* Problem details *
Reproduce each line of the data exactly as it is.

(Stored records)

|---|

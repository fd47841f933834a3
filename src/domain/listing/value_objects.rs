use derive_more::{Constructor, Display, From, Into};
use serde::{Deserialize, Serialize};

/// Upstream asset id.
#[derive(
    Debug, Clone, Copy, PartialEq, Eq, Hash, PartialOrd, Ord, From, Into, Display, Serialize, Deserialize,
)]
#[serde(transparent)]
pub struct AssetId(u64);

impl AssetId {
    pub fn value(&self) -> u64 {
        self.0
    }
}

/// USD price, shown with two decimals.
#[derive(Debug, Clone, Copy, PartialEq, PartialOrd, From, Into, Constructor, Display, Serialize, Deserialize)]
#[display(fmt = "${:.2}", _0)]
#[serde(transparent)]
pub struct Price(f64);

impl Price {
    pub fn value(&self) -> f64 {
        self.0
    }
}

/// Direction of a percentage change; zero counts as up.
#[derive(Debug, Clone, Copy, PartialEq, Eq)]
pub enum Trend {
    Up,
    Down,
}

impl Trend {
    pub fn css_class(&self) -> &'static str {
        match self {
            Trend::Up => "change-up",
            Trend::Down => "change-down",
        }
    }
}

#[derive(Debug, Clone, Copy, PartialEq, PartialOrd, From, Into, Constructor, Display, Serialize, Deserialize)]
#[display(fmt = "{:.2}%", _0)]
#[serde(transparent)]
pub struct PercentChange(f64);

impl PercentChange {
    pub fn value(&self) -> f64 {
        self.0
    }

    pub fn trend(&self) -> Trend {
        if self.0 >= 0.0 { Trend::Up } else { Trend::Down }
    }
}

/// Market capitalisation in USD, shown with en-US digit grouping.
#[derive(Debug, Clone, Copy, PartialEq, PartialOrd, From, Into, Constructor, Serialize, Deserialize)]
#[serde(transparent)]
pub struct MarketCap(f64);

impl MarketCap {
    pub fn value(&self) -> f64 {
        self.0
    }
}

impl std::fmt::Display for MarketCap {
    fn fmt(&self, f: &mut std::fmt::Formatter<'_>) -> std::fmt::Result {
        write!(f, "${}", group_thousands(self.0))
    }
}

/// Up to three fraction digits, trailing zeros dropped, `,` between thousands.
pub fn group_thousands(value: f64) -> String {
    let rendered = format!("{:.3}", value.abs());
    let (int_part, frac_part) = rendered.split_once('.').unwrap_or((rendered.as_str(), ""));
    let frac_part = frac_part.trim_end_matches('0');

    let mut grouped = String::with_capacity(int_part.len() + int_part.len() / 3 + 5);
    let is_zero = int_part.chars().all(|c| c == '0') && frac_part.is_empty();
    if value.is_sign_negative() && !is_zero {
        grouped.push('-');
    }
    for (i, ch) in int_part.chars().enumerate() {
        if i > 0 && (int_part.len() - i) % 3 == 0 {
            grouped.push(',');
        }
        grouped.push(ch);
    }
    if !frac_part.is_empty() {
        grouped.push('.');
        grouped.push_str(frac_part);
    }
    grouped
}

/// Logo image URL; empty when the info endpoint had nothing for the asset.
#[derive(Debug, Clone, Default, PartialEq, Eq, From, Display, Serialize, Deserialize)]
#[serde(transparent)]
pub struct LogoUrl(String);

impl LogoUrl {
    pub fn as_str(&self) -> &str {
        &self.0
    }

    pub fn is_empty(&self) -> bool {
        self.0.is_empty()
    }
}

impl From<&str> for LogoUrl {
    fn from(value: &str) -> Self {
        Self(value.to_string())
    }
}

#[cfg(test)]
mod tests {
    use super::*;

    #[test]
    fn market_cap_groups_thousands() {
        assert_eq!(MarketCap::new(1_234_567.891).to_string(), "$1,234,567.891");
        assert_eq!(MarketCap::new(1000.0).to_string(), "$1,000");
        assert_eq!(MarketCap::new(999.9996).to_string(), "$1,000");
        assert_eq!(MarketCap::new(0.0).to_string(), "$0");
        assert_eq!(MarketCap::new(12.5).to_string(), "$12.5");
        assert_eq!(MarketCap::new(-4321.0).to_string(), "$-4,321");
    }

    #[test]
    fn price_and_change_use_two_decimals() {
        assert_eq!(Price::new(42.0).to_string(), "$42.00");
        assert_eq!(PercentChange::new(-1.234).to_string(), "-1.23%");
        assert_eq!(PercentChange::new(0.0).trend(), Trend::Up);
        assert_eq!(PercentChange::new(-0.01).trend(), Trend::Down);
    }
}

|---|

* Answer for this exercise *
repository fd47841f933834a3
filename src/domain/listing/value_objects.rs
use derive_more::{Constructor, Display, From, Into};
use serde::{Deserialize, Serialize};

/// Upstream asset id.
#[derive(
    Debug, Clone, Copy, PartialEq, Eq, Hash, PartialOrd, Ord, From, Into, Display, Serialize, Deserialize,
)]
#[serde(transparent)]
pub struct AssetId(u64);

impl AssetId {
    pub fn value(&self) -> u64 {
        self.0
    }
}

/// USD price, shown with two decimals.
#[derive(Debug, Clone, Copy, PartialEq, PartialOrd, From, Into, Constructor, Display, Serialize, Deserialize)]
#[display(fmt = "${:.2}", _0)]
#[serde(transparent)]
pub struct Price(f64);

impl Price {
    pub fn value(&self) -> f64 {
        self.0
    }
}

/// Direction of a percentage change; zero counts as up.
#[derive(Debug, Clone, Copy, PartialEq, Eq)]
pub enum Trend {
    Up,
    Down,
}

impl Trend {
    pub fn css_class(&self) -> &'static str {
        match self {
            Trend::Up => "change-up",
            Trend::Down => "change-down",
        }
    }
}

#[derive(Debug, Clone, Copy, PartialEq, PartialOrd, From, Into, Constructor, Display, Serialize, Deserialize)]
#[display(fmt = "{:.2}%", _0)]
#[serde(transparent)]
pub struct PercentChange(f64);

impl PercentChange {
    pub fn value(&self) -> f64 {
        self.0
    }

    pub fn trend(&self) -> Trend {
        if self.0 >= 0.0 { Trend::Up } else { Trend::Down }
    }
}

/// Market capitalisation in USD, shown with en-US digit grouping.
#[derive(Debug, Clone, Copy, PartialEq, PartialOrd, From, Into, Constructor, Serialize, Deserialize)]
#[serde(transparent)]
pub struct MarketCap(f64);

impl MarketCap {
    pub fn value(&self) -> f64 {
        self.0
    }
}

impl std::fmt::Display for MarketCap {
    fn fmt(&self, f: &mut std::fmt::Formatter<'_>) -> std::fmt::Result {
        write!(f, "${}", group_thousands(self.0))
    }
}

/// Up to three fraction digits, trailing zeros dropped, `,` between thousands.
pub fn group_thousands(value: f64) -> String {
    let rendered = format!("{:.3}", value.abs());
    let (int_part, frac_part) = rendered.split_once('.').unwrap_or((rendered.as_str(), ""));
    let frac_part = frac_part.trim_end_matches('0');

    let mut grouped = String::with_capacity(int_part.len() + int_part.len() / 3 + 5);
    let is_zero = int_part.chars().all(|c| c == '0') && frac_part.is_empty();
    if value.is_sign_negative() && !is_zero {
        grouped.push('-');
    }
    for (i, ch) in int_part.chars().enumerate() {
        if i > 0 && (int_part.len() - i) % 3 == 0 {
            grouped.push(',');
        }
        grouped.push(ch);
    }
    if !frac_part.is_empty() {
        grouped.push('.');
        grouped.push_str(frac_part);
    }
    grouped
}

/// Logo image URL; empty when the info endpoint had nothing for the asset.
#[derive(Debug, Clone, Default, PartialEq, Eq, From, Display, Serialize, Deserialize)]
#[serde(transparent)]
pub struct LogoUrl(String);

impl LogoUrl {
    pub fn as_str(&self) -> &str {
        &self.0
    }

    pub fn is_empty(&self) -> bool {
        self.0.is_empty()
    }
}

impl From<&str> for LogoUrl {
    fn from(value: &str) -> Self {
        Self(value.to_string())
    }
}

#[cfg(test)]
mod tests {
    use super::*;

    #[test]
    fn market_cap_groups_thousands() {
        assert_eq!(MarketCap::new(1_234_567.891).to_string(), "$1,234,567.891");
        assert_eq!(MarketCap::new(1000.0).to_string(), "$1,000");
        assert_eq!(MarketCap::new(999.9996).to_string(), "$1,000");
        assert_eq!(MarketCap::new(0.0).to_string(), "$0");
        assert_eq!(MarketCap::new(12.5).to_string(), "$12.5");
        assert_eq!(MarketCap::new(-4321.0).to_string(), "$-4,321");
    }

    #[test]
    fn price_and_change_use_two_decimals() {
        assert_eq!(Price::new(42.0).to_string(), "$42.00");
        assert_eq!(PercentChange::new(-1.234).to_string(), "-1.23%");
        assert_eq!(PercentChange::new(0.0).trend(), Trend::Up);
        assert_eq!(PercentChange::new(-0.01).trend(), Trend::Down);
    }
}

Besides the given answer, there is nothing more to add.